WHAT YOU WILL DO: Print, exactly as they stand, the lines from the start of the listing to the line containing "their loop running.", inclusive.

DATA TO PROCESS:
######

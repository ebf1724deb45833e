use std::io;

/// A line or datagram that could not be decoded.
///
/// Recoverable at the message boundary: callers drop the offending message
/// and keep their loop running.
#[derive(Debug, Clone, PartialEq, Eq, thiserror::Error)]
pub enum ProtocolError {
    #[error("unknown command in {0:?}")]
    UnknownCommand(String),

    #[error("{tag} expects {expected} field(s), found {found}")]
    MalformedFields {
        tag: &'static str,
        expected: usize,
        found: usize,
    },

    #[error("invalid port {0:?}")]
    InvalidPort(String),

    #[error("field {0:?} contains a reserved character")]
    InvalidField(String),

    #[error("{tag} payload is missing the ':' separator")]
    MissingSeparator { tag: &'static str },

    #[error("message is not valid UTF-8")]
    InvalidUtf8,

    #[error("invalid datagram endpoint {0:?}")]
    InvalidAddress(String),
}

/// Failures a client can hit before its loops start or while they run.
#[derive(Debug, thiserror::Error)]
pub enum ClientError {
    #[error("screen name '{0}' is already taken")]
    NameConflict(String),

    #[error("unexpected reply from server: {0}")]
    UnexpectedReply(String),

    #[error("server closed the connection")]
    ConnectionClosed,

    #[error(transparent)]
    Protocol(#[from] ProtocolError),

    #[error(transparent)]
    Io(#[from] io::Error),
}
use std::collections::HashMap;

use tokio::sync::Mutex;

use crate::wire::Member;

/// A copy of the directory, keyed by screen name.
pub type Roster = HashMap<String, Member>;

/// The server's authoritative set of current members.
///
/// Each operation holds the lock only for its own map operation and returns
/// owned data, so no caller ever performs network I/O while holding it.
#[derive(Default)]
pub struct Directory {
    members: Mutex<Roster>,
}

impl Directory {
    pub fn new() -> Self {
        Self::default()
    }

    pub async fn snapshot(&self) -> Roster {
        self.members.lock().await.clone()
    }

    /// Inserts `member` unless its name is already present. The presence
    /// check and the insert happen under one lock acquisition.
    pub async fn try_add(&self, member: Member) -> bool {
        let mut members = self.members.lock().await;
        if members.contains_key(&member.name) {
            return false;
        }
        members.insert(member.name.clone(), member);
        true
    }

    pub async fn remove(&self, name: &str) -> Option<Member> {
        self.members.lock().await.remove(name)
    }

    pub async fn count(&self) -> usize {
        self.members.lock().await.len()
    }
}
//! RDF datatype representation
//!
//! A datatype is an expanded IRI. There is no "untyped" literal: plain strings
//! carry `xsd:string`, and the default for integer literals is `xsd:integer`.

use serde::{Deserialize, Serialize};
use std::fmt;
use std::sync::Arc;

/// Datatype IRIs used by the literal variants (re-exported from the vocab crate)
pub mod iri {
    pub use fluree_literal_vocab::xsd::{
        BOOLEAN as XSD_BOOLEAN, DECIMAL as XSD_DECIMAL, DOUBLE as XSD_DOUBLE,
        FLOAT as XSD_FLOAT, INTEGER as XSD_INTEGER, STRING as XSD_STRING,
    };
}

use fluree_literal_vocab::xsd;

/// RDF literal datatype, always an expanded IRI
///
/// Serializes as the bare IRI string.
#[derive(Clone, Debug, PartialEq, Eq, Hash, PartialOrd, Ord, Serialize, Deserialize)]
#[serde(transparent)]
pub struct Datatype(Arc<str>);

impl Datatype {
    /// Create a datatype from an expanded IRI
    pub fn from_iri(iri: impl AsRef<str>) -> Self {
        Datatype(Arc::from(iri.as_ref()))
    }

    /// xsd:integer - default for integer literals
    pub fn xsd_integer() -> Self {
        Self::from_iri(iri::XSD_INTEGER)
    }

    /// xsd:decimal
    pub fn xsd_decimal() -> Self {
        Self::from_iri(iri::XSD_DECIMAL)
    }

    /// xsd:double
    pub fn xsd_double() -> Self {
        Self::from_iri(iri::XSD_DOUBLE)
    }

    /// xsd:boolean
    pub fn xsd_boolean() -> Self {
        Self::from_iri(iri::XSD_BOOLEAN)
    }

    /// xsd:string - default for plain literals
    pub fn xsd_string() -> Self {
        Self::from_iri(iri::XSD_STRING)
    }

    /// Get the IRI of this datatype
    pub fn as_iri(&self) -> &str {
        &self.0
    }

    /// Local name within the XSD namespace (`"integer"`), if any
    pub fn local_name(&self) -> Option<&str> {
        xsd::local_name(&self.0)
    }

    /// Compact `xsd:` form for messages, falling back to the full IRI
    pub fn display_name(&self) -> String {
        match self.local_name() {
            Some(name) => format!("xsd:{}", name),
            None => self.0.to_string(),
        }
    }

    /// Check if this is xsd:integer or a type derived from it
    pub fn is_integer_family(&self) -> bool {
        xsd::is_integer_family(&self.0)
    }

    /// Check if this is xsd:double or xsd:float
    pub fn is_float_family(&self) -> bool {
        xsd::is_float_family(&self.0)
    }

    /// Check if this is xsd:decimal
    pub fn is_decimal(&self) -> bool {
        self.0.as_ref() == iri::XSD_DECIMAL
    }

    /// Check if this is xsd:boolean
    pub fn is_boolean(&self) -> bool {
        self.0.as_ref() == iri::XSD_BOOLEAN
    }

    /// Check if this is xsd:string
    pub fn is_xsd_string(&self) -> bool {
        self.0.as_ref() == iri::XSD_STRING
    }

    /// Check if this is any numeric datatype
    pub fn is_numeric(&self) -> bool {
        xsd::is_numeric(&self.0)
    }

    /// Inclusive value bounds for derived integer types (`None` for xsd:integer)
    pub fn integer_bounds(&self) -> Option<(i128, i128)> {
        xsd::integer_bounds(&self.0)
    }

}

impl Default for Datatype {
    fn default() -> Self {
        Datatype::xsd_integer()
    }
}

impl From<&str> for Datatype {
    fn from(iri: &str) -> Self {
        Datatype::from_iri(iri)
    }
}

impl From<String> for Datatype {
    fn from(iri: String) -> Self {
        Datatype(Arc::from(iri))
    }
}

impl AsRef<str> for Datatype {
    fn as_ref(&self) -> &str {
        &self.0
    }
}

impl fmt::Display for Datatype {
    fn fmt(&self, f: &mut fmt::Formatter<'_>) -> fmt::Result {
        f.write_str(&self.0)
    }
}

######

EXPECTED OUTPUT:
repository ebf1724deb45833e
use std::io;

/// A line or datagram that could not be decoded.
///
/// Recoverable at the message boundary: callers drop the offending message
/// and keep their loop running.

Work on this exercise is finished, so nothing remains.